### Exercise directions
Your answer should consist only of the lines below from the one with "impl IntoResponse for" through the one with "pub struct NoteResponse", copied exactly.
++++++++
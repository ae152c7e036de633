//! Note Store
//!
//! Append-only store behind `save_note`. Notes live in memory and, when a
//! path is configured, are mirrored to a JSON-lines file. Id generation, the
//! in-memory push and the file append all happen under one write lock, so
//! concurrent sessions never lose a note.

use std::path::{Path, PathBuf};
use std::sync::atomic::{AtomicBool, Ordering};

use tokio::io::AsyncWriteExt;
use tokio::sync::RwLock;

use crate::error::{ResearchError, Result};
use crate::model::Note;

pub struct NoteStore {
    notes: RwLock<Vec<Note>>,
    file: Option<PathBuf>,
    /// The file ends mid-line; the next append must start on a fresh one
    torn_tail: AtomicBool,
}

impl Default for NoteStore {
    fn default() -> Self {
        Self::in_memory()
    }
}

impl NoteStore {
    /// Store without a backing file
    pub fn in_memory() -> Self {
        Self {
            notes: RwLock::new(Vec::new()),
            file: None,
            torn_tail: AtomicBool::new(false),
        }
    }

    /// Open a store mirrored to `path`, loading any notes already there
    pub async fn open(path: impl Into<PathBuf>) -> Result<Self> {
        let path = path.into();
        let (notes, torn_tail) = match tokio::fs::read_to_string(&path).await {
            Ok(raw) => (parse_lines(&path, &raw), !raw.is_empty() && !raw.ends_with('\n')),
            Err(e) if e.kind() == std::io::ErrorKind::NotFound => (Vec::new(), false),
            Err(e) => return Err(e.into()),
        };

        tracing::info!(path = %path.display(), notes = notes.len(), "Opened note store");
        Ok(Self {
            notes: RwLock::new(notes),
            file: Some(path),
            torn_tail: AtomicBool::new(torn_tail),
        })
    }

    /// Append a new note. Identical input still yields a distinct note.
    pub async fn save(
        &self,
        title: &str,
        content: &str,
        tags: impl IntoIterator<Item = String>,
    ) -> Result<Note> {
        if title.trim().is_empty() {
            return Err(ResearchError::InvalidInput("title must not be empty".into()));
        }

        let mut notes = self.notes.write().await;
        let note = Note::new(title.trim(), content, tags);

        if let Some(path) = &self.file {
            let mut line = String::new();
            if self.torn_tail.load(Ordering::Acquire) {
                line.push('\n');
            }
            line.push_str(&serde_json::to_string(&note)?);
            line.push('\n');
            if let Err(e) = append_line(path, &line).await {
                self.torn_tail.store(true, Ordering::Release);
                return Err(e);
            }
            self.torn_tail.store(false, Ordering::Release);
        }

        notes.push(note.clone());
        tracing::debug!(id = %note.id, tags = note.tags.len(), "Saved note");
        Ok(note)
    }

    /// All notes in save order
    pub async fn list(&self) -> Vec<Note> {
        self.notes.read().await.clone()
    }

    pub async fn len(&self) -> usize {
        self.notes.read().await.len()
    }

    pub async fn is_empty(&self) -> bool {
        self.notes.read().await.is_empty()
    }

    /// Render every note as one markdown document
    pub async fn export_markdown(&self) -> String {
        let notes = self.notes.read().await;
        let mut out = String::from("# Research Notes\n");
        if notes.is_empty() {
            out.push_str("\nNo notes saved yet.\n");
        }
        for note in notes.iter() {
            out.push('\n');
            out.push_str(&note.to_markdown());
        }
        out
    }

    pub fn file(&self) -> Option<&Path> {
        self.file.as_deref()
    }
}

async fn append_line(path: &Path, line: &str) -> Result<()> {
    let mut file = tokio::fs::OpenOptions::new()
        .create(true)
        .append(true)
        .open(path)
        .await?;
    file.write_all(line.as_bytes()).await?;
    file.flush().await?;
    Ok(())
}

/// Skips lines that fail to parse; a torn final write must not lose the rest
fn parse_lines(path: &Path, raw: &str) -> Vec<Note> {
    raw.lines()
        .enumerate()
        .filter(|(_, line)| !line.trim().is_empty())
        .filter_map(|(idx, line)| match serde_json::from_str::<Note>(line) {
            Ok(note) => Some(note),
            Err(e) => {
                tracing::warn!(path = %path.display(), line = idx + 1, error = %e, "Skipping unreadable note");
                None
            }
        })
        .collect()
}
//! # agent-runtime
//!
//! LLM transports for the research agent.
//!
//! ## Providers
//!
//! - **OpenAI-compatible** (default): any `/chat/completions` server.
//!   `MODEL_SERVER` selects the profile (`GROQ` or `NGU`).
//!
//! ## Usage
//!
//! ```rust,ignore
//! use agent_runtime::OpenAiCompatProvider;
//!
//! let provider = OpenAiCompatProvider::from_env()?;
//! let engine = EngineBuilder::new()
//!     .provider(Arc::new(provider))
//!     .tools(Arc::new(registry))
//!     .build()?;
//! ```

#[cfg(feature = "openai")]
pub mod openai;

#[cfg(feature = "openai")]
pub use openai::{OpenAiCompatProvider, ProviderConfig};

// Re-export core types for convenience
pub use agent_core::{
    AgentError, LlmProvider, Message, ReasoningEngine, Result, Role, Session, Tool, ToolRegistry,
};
++++++++
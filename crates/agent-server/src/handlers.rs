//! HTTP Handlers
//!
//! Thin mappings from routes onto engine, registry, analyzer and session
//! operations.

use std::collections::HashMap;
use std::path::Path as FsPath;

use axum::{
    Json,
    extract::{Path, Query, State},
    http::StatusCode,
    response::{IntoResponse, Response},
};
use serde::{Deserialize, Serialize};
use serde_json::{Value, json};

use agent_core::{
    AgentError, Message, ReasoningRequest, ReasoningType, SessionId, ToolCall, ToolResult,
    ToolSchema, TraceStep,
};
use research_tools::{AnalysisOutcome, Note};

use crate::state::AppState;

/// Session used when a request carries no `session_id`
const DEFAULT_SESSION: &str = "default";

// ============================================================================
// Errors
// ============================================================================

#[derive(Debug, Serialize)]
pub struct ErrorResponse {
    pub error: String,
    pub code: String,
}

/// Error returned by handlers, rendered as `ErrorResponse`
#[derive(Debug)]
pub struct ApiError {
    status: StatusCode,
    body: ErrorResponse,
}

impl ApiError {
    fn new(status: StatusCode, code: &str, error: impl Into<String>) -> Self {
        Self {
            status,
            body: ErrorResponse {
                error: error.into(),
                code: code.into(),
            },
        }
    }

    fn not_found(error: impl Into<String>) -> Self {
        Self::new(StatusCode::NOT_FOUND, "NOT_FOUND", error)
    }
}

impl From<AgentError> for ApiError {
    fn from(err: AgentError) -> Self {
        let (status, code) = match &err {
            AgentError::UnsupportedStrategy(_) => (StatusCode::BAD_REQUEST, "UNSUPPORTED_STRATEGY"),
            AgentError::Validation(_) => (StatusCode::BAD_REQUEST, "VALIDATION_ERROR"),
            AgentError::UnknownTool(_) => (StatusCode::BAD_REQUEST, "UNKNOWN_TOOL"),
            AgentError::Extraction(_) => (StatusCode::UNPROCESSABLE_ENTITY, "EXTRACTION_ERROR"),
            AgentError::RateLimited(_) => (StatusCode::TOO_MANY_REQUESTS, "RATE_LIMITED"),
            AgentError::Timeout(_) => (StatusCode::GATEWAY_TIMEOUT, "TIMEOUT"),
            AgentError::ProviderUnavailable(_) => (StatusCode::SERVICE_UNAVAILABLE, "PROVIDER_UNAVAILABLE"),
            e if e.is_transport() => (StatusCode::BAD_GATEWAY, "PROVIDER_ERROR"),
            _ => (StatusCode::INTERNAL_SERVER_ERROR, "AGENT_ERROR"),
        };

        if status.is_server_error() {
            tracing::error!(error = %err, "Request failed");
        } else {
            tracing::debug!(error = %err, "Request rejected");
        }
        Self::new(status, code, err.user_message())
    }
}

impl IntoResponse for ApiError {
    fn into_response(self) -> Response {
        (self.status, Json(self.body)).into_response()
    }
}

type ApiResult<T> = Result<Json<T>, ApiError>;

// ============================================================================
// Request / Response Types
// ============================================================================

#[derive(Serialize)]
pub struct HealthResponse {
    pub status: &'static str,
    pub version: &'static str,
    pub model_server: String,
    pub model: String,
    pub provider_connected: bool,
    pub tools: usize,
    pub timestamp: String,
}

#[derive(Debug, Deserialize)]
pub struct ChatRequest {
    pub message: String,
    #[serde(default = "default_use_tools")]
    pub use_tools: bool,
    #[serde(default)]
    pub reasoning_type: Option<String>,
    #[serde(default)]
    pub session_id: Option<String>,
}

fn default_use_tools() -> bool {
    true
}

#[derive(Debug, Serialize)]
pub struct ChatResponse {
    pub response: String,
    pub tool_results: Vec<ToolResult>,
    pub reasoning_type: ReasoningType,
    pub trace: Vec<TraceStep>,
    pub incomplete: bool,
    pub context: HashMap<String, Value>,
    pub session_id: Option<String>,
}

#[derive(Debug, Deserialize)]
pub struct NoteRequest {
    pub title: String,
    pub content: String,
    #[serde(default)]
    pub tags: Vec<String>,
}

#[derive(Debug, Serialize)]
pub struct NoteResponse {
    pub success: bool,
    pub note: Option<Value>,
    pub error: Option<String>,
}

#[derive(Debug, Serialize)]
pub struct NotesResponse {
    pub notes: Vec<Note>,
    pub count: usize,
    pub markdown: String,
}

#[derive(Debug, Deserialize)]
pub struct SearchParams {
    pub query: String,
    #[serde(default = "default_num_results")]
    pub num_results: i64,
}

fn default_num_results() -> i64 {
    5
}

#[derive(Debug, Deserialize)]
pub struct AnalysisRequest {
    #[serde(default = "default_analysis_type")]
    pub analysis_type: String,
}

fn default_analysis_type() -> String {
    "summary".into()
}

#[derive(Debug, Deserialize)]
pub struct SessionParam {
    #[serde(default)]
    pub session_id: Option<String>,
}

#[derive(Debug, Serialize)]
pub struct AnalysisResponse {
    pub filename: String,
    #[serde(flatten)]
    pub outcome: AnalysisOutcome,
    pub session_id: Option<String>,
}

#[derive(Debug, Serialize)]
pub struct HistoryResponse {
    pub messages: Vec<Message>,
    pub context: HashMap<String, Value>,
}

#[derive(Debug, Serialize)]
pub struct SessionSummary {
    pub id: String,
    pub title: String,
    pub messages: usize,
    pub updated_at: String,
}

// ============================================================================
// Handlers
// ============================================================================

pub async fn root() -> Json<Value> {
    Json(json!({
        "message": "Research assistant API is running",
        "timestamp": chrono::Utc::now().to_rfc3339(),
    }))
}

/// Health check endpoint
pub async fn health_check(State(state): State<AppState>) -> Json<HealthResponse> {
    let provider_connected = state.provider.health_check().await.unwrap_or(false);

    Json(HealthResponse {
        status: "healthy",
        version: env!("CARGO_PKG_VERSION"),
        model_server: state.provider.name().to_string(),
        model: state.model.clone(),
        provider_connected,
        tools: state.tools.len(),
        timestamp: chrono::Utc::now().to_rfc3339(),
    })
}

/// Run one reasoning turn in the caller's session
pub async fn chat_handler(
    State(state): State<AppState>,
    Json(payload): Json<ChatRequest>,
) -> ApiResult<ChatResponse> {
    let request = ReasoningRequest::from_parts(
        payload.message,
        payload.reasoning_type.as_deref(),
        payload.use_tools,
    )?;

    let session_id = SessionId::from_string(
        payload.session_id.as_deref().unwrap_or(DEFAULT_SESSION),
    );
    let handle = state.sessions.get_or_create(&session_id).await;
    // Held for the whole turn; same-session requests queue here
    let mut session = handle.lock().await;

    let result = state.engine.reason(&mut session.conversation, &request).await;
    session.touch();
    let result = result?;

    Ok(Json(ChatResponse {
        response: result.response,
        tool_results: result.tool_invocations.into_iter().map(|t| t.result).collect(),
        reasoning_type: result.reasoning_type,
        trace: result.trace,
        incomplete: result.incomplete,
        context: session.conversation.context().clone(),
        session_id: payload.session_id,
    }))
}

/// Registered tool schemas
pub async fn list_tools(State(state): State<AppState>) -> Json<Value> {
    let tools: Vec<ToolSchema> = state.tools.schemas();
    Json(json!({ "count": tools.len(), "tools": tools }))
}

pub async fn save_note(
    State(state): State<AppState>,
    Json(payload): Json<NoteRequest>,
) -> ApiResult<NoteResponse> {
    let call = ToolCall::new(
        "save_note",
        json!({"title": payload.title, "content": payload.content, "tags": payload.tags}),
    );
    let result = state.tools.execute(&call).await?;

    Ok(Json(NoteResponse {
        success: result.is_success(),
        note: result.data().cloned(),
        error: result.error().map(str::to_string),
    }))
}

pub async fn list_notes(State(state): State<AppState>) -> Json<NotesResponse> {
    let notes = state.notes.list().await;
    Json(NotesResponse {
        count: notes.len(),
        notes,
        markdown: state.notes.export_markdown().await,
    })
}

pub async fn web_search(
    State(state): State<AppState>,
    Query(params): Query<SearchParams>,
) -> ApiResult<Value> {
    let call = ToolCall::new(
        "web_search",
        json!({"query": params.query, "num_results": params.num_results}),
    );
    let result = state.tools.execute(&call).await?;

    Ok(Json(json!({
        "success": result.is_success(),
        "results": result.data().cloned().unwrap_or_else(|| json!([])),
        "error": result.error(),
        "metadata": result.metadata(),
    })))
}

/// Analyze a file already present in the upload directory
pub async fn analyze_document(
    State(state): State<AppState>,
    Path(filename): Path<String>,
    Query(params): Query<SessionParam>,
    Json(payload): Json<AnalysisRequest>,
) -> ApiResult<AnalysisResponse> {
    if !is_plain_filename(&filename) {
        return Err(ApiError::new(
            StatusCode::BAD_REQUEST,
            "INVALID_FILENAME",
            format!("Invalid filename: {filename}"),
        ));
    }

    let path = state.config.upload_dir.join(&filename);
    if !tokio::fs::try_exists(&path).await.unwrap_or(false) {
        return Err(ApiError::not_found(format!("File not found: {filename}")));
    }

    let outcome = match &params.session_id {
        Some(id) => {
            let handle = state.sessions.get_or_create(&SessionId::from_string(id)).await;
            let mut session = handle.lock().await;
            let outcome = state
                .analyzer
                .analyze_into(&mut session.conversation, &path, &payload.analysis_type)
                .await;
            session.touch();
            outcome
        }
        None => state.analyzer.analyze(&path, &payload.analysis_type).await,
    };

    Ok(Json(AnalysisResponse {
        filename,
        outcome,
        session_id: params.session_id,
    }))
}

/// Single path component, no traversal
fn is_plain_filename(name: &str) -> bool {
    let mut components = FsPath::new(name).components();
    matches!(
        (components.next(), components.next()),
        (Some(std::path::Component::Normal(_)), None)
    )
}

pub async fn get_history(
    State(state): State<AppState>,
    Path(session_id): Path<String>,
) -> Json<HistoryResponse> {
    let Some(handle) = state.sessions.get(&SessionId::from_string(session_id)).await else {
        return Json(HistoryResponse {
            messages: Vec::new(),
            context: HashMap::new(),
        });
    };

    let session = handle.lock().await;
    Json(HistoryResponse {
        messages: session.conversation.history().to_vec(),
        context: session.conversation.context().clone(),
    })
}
++++++++
### Answer for the task
impl IntoResponse for ApiError {
    fn into_response(self) -> Response {
        (self.status, Json(self.body)).into_response()
    }
}

type ApiResult<T> = Result<Json<T>, ApiError>;

// ============================================================================
// Request / Response Types
// ============================================================================

#[derive(Serialize)]
pub struct HealthResponse {
    pub status: &'static str,
    pub version: &'static str,
    pub model_server: String,
    pub model: String,
    pub provider_connected: bool,
    pub tools: usize,
    pub timestamp: String,
}

#[derive(Debug, Deserialize)]
pub struct ChatRequest {
    pub message: String,
    #[serde(default = "default_use_tools")]
    pub use_tools: bool,
    #[serde(default)]
    pub reasoning_type: Option<String>,
    #[serde(default)]
    pub session_id: Option<String>,
}

fn default_use_tools() -> bool {
    true
}

#[derive(Debug, Serialize)]
pub struct ChatResponse {
    pub response: String,
    pub tool_results: Vec<ToolResult>,
    pub reasoning_type: ReasoningType,
    pub trace: Vec<TraceStep>,
    pub incomplete: bool,
    pub context: HashMap<String, Value>,
    pub session_id: Option<String>,
}

#[derive(Debug, Deserialize)]
pub struct NoteRequest {
    pub title: String,
    pub content: String,
    #[serde(default)]
    pub tags: Vec<String>,
}

#[derive(Debug, Serialize)]
pub struct NoteResponse {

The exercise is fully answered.